REQUIRED WORK: Look through the listing for the string "ConfigError" and copy out every line that holds it.

RECORDS FOR THIS EXERCISE:
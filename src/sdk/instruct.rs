// SPDX-License-Identifier: MIT

//! Instruct adapters
//!
//! An instruct is a literal payload attached to a service task (a script, a
//! query, a JSON literal). The adapter registered under the instruct's name
//! executes it against the run's scopes. Whatever it returns is written by
//! the engine to each path listed in the task property's `return_target`.

use async_trait::async_trait;
use serde::{Deserialize, Serialize};
use serde_json::Value;
use std::error::Error;

use crate::storyline::bus::ScopeOperator;

/// The instruct name and its payload
#[derive(Debug, Clone, PartialEq, Eq, Serialize, Deserialize)]
pub struct InstructContent {
    /// Adapter name, e.g. `json` or `expr`
    pub instruct: String,
    /// Raw payload handed to the adapter
    pub content: String,
}

impl InstructContent {
    pub fn new(instruct: impl Into<String>, content: impl Into<String>) -> Self {
        Self {
            instruct: instruct.into(),
            content: content.into(),
        }
    }
}

/// Properties an instruct task may carry in its property payload
#[derive(Debug, Clone, Default, PartialEq, Serialize, Deserialize)]
pub struct InstructProperty {
    /// Scope paths the adapter's result is written to, e.g. `["sta.v1", "var.v1"]`
    #[serde(default, alias = "returnTarget")]
    pub return_target: Vec<String>,
    /// Adapter specific data source / method hints
    #[serde(default, alias = "invokeSource")]
    pub invoke_source: Option<String>,
    #[serde(default, alias = "invokeMethod")]
    pub invoke_method: Option<String>,
}

impl InstructProperty {
    /// Parse the property payload; `None` when absent or malformed
    pub fn parse(raw: Option<&str>) -> Option<Self> {
        let raw = raw?.trim();
        if raw.is_empty() {
            return None;
        }
        match serde_json::from_str(raw) {
            Ok(property) => Some(property),
            Err(e) => {
                log::warn!("Instruct property parsing failed, ignoring it. property: {}, error: {}", raw, e);
                None
            }
        }
    }
}

/// Trait for adapters that execute instruct payloads
#[async_trait]
pub trait InstructAdapter: Send + Sync {
    /// Instruct name this adapter answers to
    fn name(&self) -> &str;

    /// Execute the payload; the returned value goes to the declared targets
    async fn execute(
        &self,
        content: &InstructContent,
        operator: &ScopeOperator,
    ) -> Result<Option<Value>, Box<dyn Error + Send + Sync>>;
}
// SPDX-License-Identifier: MIT

//! Splits tasks attached to gateways into standalone service task nodes

use uuid::Uuid;

use super::{PreheatContext, StartEventProcessor};
use crate::sdk::error::ConfigError;
use crate::storyline::flow::{NodeIdx, NodeKind, ProcessGraph, ServiceTask};

pub struct RearrangeProcessor;

impl StartEventProcessor for RearrangeProcessor {
    fn name(&self) -> &str {
        "rearrange"
    }

    fn order(&self) -> i32 {
        20
    }

    fn process(
        &self,
        mut graph: ProcessGraph,
        _context: &PreheatContext,
    ) -> Result<ProcessGraph, ConfigError> {
        let carriers: Vec<NodeIdx> = (0..graph.node_count())
            .filter(|idx| graph.node(*idx).attached.is_some())
            .collect();

        for idx in carriers {
            // take() leaves nothing behind for a second run to split again
            let Some(task) = graph.node_mut(idx).attached.take() else {
                continue;
            };
            if matches!(graph.node(idx).kind, NodeKind::Inclusive { .. }) {
                split_inclusive(&mut graph, idx, task);
            } else if matches!(graph.node(idx).kind, NodeKind::Exclusive) {
                split_exclusive(&mut graph, idx, task)?;
            } else {
                let node = graph.node(idx);
                return Err(ConfigError::UnsupportedAttachment {
                    node_id: node.id.clone(),
                    kind: node.kind.name().to_string(),
                });
            }
        }
        Ok(graph)
    }
}

fn flow_id() -> String {
    format!("Flow-{}", Uuid::new_v4())
}

/// incoming* -> synthetic inclusive -> task -> gateway
fn split_inclusive(graph: &mut ProcessGraph, gateway: NodeIdx, task: ServiceTask) {
    let id = graph.node(gateway).id.clone();
    let task_idx = graph.add_node(format!("Service-Task-{}", id), NodeKind::ServiceTask(task));
    let synthetic = graph.add_node(
        format!("Inclusive-Gateway-{}", id),
        NodeKind::Inclusive {
            async_branches: false,
        },
    );

    for flow in graph.node(gateway).incoming().to_vec() {
        graph.retarget(flow, synthetic);
    }
    graph.connect(flow_id(), synthetic, task_idx, None, false);
    graph.connect(flow_id(), task_idx, gateway, None, false);
    log::debug!("Split attached task of inclusive gateway '{}'", id);
}

/// predecessor -> task -> gateway
fn split_exclusive(
    graph: &mut ProcessGraph,
    gateway: NodeIdx,
    task: ServiceTask,
) -> Result<(), ConfigError> {
    let id = graph.node(gateway).id.clone();
    let incoming = graph.node(gateway).incoming().to_vec();
    let [flow] = incoming.as_slice() else {
        return Err(ConfigError::Violation {
            process_id: graph.id.clone(),
            node_id: id,
            message: format!(
                "exclusive gateway carrying a task needs exactly one incoming flow, found {}",
                incoming.len()
            ),
        });
    };

    let task_idx = graph.add_node(format!("Service-Task-{}", id), NodeKind::ServiceTask(task));
    graph.retarget(*flow, task_idx);
    graph.connect(flow_id(), task_idx, gateway, None, false);
    log::debug!("Split attached task of exclusive gateway '{}'", id);
    Ok(())
}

THE COMPLETED TASK:
use crate::sdk::error::ConfigError;
    ) -> Result<ProcessGraph, ConfigError> {
                return Err(ConfigError::UnsupportedAttachment {
) -> Result<(), ConfigError> {
        return Err(ConfigError::Violation {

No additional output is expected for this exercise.